=== Aim of the exercise ===
Please filter the entries for the word "UnsupportedFormat" and copy every line that has it.

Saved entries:
*** Begin section ***

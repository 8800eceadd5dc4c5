//! Grid overlay lattice.
//!
//! While the user positions the corner points, the host UI draws a rows x
//! cols lattice over the image so the grid lines can be eyeballed against the
//! photographed graph paper. Each lattice point is a bilinear blend of the
//! four ordered corners: for row fraction r and column fraction c,
//!
//! ```text
//! p = TL*(1-r)*(1-c) + TR*(1-r)*c + BR*r*c + BL*r*(1-c)
//! ```
//!
//! The lattice also supports nearest-point lookup for snap-to-grid picking.

use crate::corners::OrderedCorners;
use crate::{GridSpec, Point};

/// A rows x cols lattice of points interpolated from the four corners.
#[derive(Debug, Clone, PartialEq)]
pub struct GridLattice {
    rows: u32,
    cols: u32,
    points: Vec<Point>,
}

impl GridLattice {
    /// Build the lattice for the given corners and grid density.
    ///
    /// A grid with a single row or column degenerates to a line of points
    /// along the corresponding edge.
    pub fn from_corners(corners: &OrderedCorners, grid: GridSpec) -> Self {
        let rows = grid.rows.max(1);
        let cols = grid.cols.max(1);

        let tl = corners.top_left();
        let tr = corners.top_right();
        let br = corners.bottom_right();
        let bl = corners.bottom_left();

        let mut points = Vec::with_capacity((rows * cols) as usize);
        for i in 0..rows {
            let r = if rows > 1 {
                i as f64 / (rows - 1) as f64
            } else {
                0.0
            };
            for j in 0..cols {
                let c = if cols > 1 {
                    j as f64 / (cols - 1) as f64
                } else {
                    0.0
                };

                let x = tl.x * (1.0 - r) * (1.0 - c)
                    + tr.x * (1.0 - r) * c
                    + br.x * r * c
                    + bl.x * r * (1.0 - c);
                let y = tl.y * (1.0 - r) * (1.0 - c)
                    + tr.y * (1.0 - r) * c
                    + br.y * r * c
                    + bl.y * r * (1.0 - c);

                points.push(Point::new(x, y));
            }
        }

        Self { rows, cols, points }
    }

    pub fn rows(&self) -> u32 {
        self.rows
    }

    pub fn cols(&self) -> u32 {
        self.cols
    }

    /// The lattice point at (row, col).
    ///
    /// # Panics
    ///
    /// Panics if row or col is outside the lattice.
    pub fn point(&self, row: u32, col: u32) -> Point {
        assert!(row < self.rows && col < self.cols, "lattice index out of range");
        self.points[(row * self.cols + col) as usize]
    }

    /// All lattice points in row-major order.
    pub fn points(&self) -> &[Point] {
        &self.points
    }

    /// The lattice point closest to `p`.
    pub fn nearest_point(&self, p: Point) -> Point {
        let mut best = self.points[0];
        let mut best_dist = best.distance_to(p);
        for &candidate in &self.points[1..] {
            let dist = candidate.distance_to(p);
            if dist < best_dist {
                best = candidate;
                best_dist = dist;
            }
        }
        best
    }
}
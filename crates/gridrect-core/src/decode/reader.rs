//! Multi-format image decoding with EXIF orientation handling.
//!
//! The tool loads the formats the host file dialog offers: PNG, JPEG, BMP
//! and GIF. Phone photos of graph paper usually arrive as JPEGs whose pixel
//! rows are stored rotated, so the EXIF orientation tag is applied before
//! the image reaches the point-picking UI - corner coordinates always refer
//! to the upright raster.

use std::io::Cursor;

use exif::{In, Reader, Tag};
use image::{DynamicImage, ImageFormat, ImageReader};

use super::{DecodeError, DecodedImage, Orientation};

/// Decode an image from bytes, applying EXIF orientation correction.
///
/// # Errors
///
/// Returns `DecodeError::InvalidFormat` if the bytes match no known format,
/// `DecodeError::UnsupportedFormat` for recognized formats outside the
/// PNG/JPEG/BMP/GIF set, and `DecodeError::CorruptedFile` when decoding
/// fails partway.
pub fn decode_image(bytes: &[u8]) -> Result<DecodedImage, DecodeError> {
    // Extract EXIF orientation before decoding discards the metadata
    let orientation = extract_orientation(bytes);

    let img = decode_any(bytes)?;
    let oriented = apply_orientation(img, orientation);

    Ok(DecodedImage::from_rgb_image(oriented.into_rgb8()))
}

/// Decode an image from bytes without applying EXIF orientation.
///
/// Use this when the caller handles orientation itself or the raster is
/// known to be upright already.
pub fn decode_image_no_orientation(bytes: &[u8]) -> Result<DecodedImage, DecodeError> {
    let img = decode_any(bytes)?;
    Ok(DecodedImage::from_rgb_image(img.into_rgb8()))
}

fn decode_any(bytes: &[u8]) -> Result<DynamicImage, DecodeError> {
    let format = image::guess_format(bytes).map_err(|_| DecodeError::InvalidFormat)?;
    match format {
        ImageFormat::Png | ImageFormat::Jpeg | ImageFormat::Bmp | ImageFormat::Gif => {}
        other => {
            return Err(DecodeError::UnsupportedFormat(
                other.extensions_str().first().unwrap_or(&"unknown").to_string(),
            ))
        }
    }

    let reader = ImageReader::new(Cursor::new(bytes))
        .with_guessed_format()
        .map_err(|e| DecodeError::CorruptedFile(e.to_string()))?;

    reader
        .decode()
        .map_err(|e| DecodeError::CorruptedFile(e.to_string()))
}

/// Extract EXIF orientation from image bytes.
///
/// Returns `Orientation::Normal` if no EXIF data is found or orientation
/// cannot be determined.
fn extract_orientation(bytes: &[u8]) -> Orientation {
    let exif_reader = Reader::new();
    let mut cursor = Cursor::new(bytes);

    match exif_reader.read_from_container(&mut cursor) {
        Ok(exif) => {
            if let Some(field) = exif.get_field(Tag::Orientation, In::PRIMARY) {
                if let Some(value) = field.value.get_uint(0) {
                    return Orientation::from(value);
                }
            }
            Orientation::Normal
        }
        Err(_) => Orientation::Normal,
    }
}

/// Apply EXIF orientation transformation to an image.
fn apply_orientation(img: DynamicImage, orientation: Orientation) -> DynamicImage {
    match orientation {
        Orientation::Normal => img,
        Orientation::FlipHorizontal => img.fliph(),
        Orientation::Rotate180 => img.rotate180(),
        Orientation::FlipVertical => img.flipv(),
        Orientation::Transpose => img.rotate90().fliph(),
        Orientation::Rotate90CW => img.rotate90(),
        Orientation::Transverse => img.rotate270().fliph(),
        Orientation::Rotate270CW => img.rotate270(),
    }
}

/// Extract EXIF orientation value from image bytes (for external use).
pub fn get_orientation(bytes: &[u8]) -> Orientation {
    extract_orientation(bytes)
}
//! Reusable UI components

mod button;
mod dialog;

pub use button::{render_action_button, BUTTON_HEIGHT};
pub use dialog::render_submitted_dialog;
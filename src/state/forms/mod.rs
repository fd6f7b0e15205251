//! Form domain layer
//!
//! Type-safe handling of the contact form: field values, validators, the
//! validation engine and the keyboard focus ring.

mod contact;
mod field;
mod focus;
mod form_state;
mod validation;

pub use contact::{Contact, Submission};
pub use field::{Field, FieldState, FormErrors, FormFields, TextField};
pub use focus::{FocusRing, FocusSlot};
pub use form_state::{ContactForm, FocusTarget};
pub use validation::{FieldInvalid, ValidationFailure};
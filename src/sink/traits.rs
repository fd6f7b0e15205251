//! Trait abstraction for the submission collaborator to enable mocking in tests

use crate::state::{Contact, Submission};
use anyhow::Result;
use async_trait::async_trait;

/// Receives every contact that passed validation
#[cfg_attr(test, mockall::automock)]
#[async_trait]
pub trait ContactSink: Send + Sync {
    /// Accept a contact and return the recorded submission
    async fn submit(&mut self, contact: Contact) -> Result<Submission>;

    /// Most recently accepted submission, if any
    async fn last_submission(&self) -> Option<Submission>;
}
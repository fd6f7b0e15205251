//! Application state definitions

use super::forms::{ContactForm, FocusRing, FocusSlot, Submission};
use super::snackbar::{Snackbar, SnackbarKind};
use std::time::Duration;

/// Default time a snackbar stays on screen
pub const DEFAULT_SNACKBAR_DURATION: Duration = Duration::from_millis(3000);

/// Modal overlay on top of the form
#[derive(Debug, Clone, PartialEq, Eq)]
pub enum Dialog {
    /// Shown after a successful submit
    Submitted(Submission),
}

/// Main application state
#[derive(Debug)]
pub struct AppState {
    // Form
    pub form: ContactForm,
    pub focus: FocusRing,

    // Outcomes
    pub last_submission: Option<Submission>,
    pub dialog: Option<Dialog>,
    pub snackbar: Option<Snackbar>,

    // Preferences
    pub show_summary: bool,
    pub clear_confirmation: bool,
    pub snackbar_duration: Duration,
}

impl Default for AppState {
    fn default() -> Self {
        Self {
            form: ContactForm::new(),
            focus: FocusRing::new(),
            last_submission: None,
            dialog: None,
            snackbar: None,
            show_summary: true,
            clear_confirmation: true,
            snackbar_duration: DEFAULT_SNACKBAR_DURATION,
        }
    }
}

impl AppState {
    pub fn next_form_field(&mut self) {
        self.focus.next_field();
    }

    pub fn prev_form_field(&mut self) {
        self.focus.prev_field();
    }

    pub fn focused(&self) -> Option<FocusSlot> {
        self.focus.current()
    }

    /// Show a snackbar, replacing any current one
    pub fn show_snackbar(&mut self, message: impl Into<String>, kind: SnackbarKind) {
        self.snackbar = Some(Snackbar::new(message, kind, self.snackbar_duration));
    }

    /// Drop the snackbar once its time is up
    pub fn expire_snackbar(&mut self) {
        if self.snackbar.as_ref().is_some_and(Snackbar::is_expired) {
            self.snackbar = None;
        }
    }

    /// Report a sink or clipboard failure without interrupting the form
    pub fn push_error(&mut self, message: impl Into<String>) {
        self.show_snackbar(message, SnackbarKind::Error);
    }

    pub fn dismiss_dialog(&mut self) {
        self.dialog = None;
    }

    pub fn has_dialog(&self) -> bool {
        self.dialog.is_some()
    }

    /// Reset the form and put focus back on the first field
    pub fn clear_form(&mut self) {
        self.form.clear();
        self.focus = FocusRing::new();
    }
}

#[cfg(test)]
mod tests {
    use super::*;
    use crate::state::forms::{Contact, Field, TextField};

    fn submission() -> Submission {
        Submission::new(Contact {
            name: "Al".into(),
            email: "a@b.c".into(),
            phone: "5551234567".into(),
            agreed: true,
        })
    }

    #[test]
    fn test_default_focuses_name() {
        let state = AppState::default();
        assert_eq!(state.focused(), Some(FocusSlot::Input(Field::Name)));
        assert!(state.show_summary);
        assert!(state.clear_confirmation);
        assert_eq!(state.snackbar_duration, DEFAULT_SNACKBAR_DURATION);
    }

    #[test]
    fn test_navigation_delegates_to_focus_ring() {
        let mut state = AppState::default();
        state.next_form_field();
        assert_eq!(state.focused(), Some(FocusSlot::Input(Field::Email)));
        state.prev_form_field();
        state.prev_form_field();
        assert_eq!(state.focused(), Some(FocusSlot::ClearButton));
    }

    #[test]
    fn test_show_snackbar_replaces_previous() {
        let mut state = AppState::default();
        state.show_snackbar("first", SnackbarKind::Info);
        state.show_snackbar("second", SnackbarKind::Error);
        let snackbar = state.snackbar.as_ref().unwrap();
        assert_eq!(snackbar.message, "second");
        assert_eq!(snackbar.kind, SnackbarKind::Error);
    }

    #[test]
    fn test_expire_snackbar() {
        let mut state = AppState {
            snackbar_duration: Duration::ZERO,
            ..Default::default()
        };
        state.show_snackbar("gone", SnackbarKind::Info);
        state.expire_snackbar();
        assert!(state.snackbar.is_none());

        state.snackbar_duration = Duration::from_secs(60);
        state.show_snackbar("stays", SnackbarKind::Info);
        state.expire_snackbar();
        assert!(state.snackbar.is_some());
    }

    #[test]
    fn test_dialog_lifecycle() {
        let mut state = AppState::default();
        assert!(!state.has_dialog());
        state.dialog = Some(Dialog::Submitted(submission()));
        assert!(state.has_dialog());
        state.dismiss_dialog();
        assert!(!state.has_dialog());
    }

    #[test]
    fn test_push_error_shows_error_snackbar() {
        let mut state = AppState::default();
        state.push_error("clipboard unavailable");
        assert!(!state.has_dialog());
        let snackbar = state.snackbar.as_ref().unwrap();
        assert_eq!(snackbar.message, "clipboard unavailable");
        assert_eq!(snackbar.kind, SnackbarKind::Error);
    }

    #[test]
    fn test_clear_form_resets_values_and_focus() {
        let mut state = AppState::default();
        state.form.on_field_change(TextField::Name, "A");
        state.focus.focus(FocusSlot::ClearButton);
        state.last_submission = Some(submission());
        state.clear_form();
        assert!(state.form.fields().name.is_empty());
        assert!(state.form.errors().is_clear());
        assert_eq!(state.focused(), Some(FocusSlot::Input(Field::Name)));
        // The summary card is independent of the form contents
        assert!(state.last_submission.is_some());
    }
}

*** End section ***

=== Answer for this exercise ===
/// `DecodeError::UnsupportedFormat` for recognized formats outside the
            return Err(DecodeError::UnsupportedFormat(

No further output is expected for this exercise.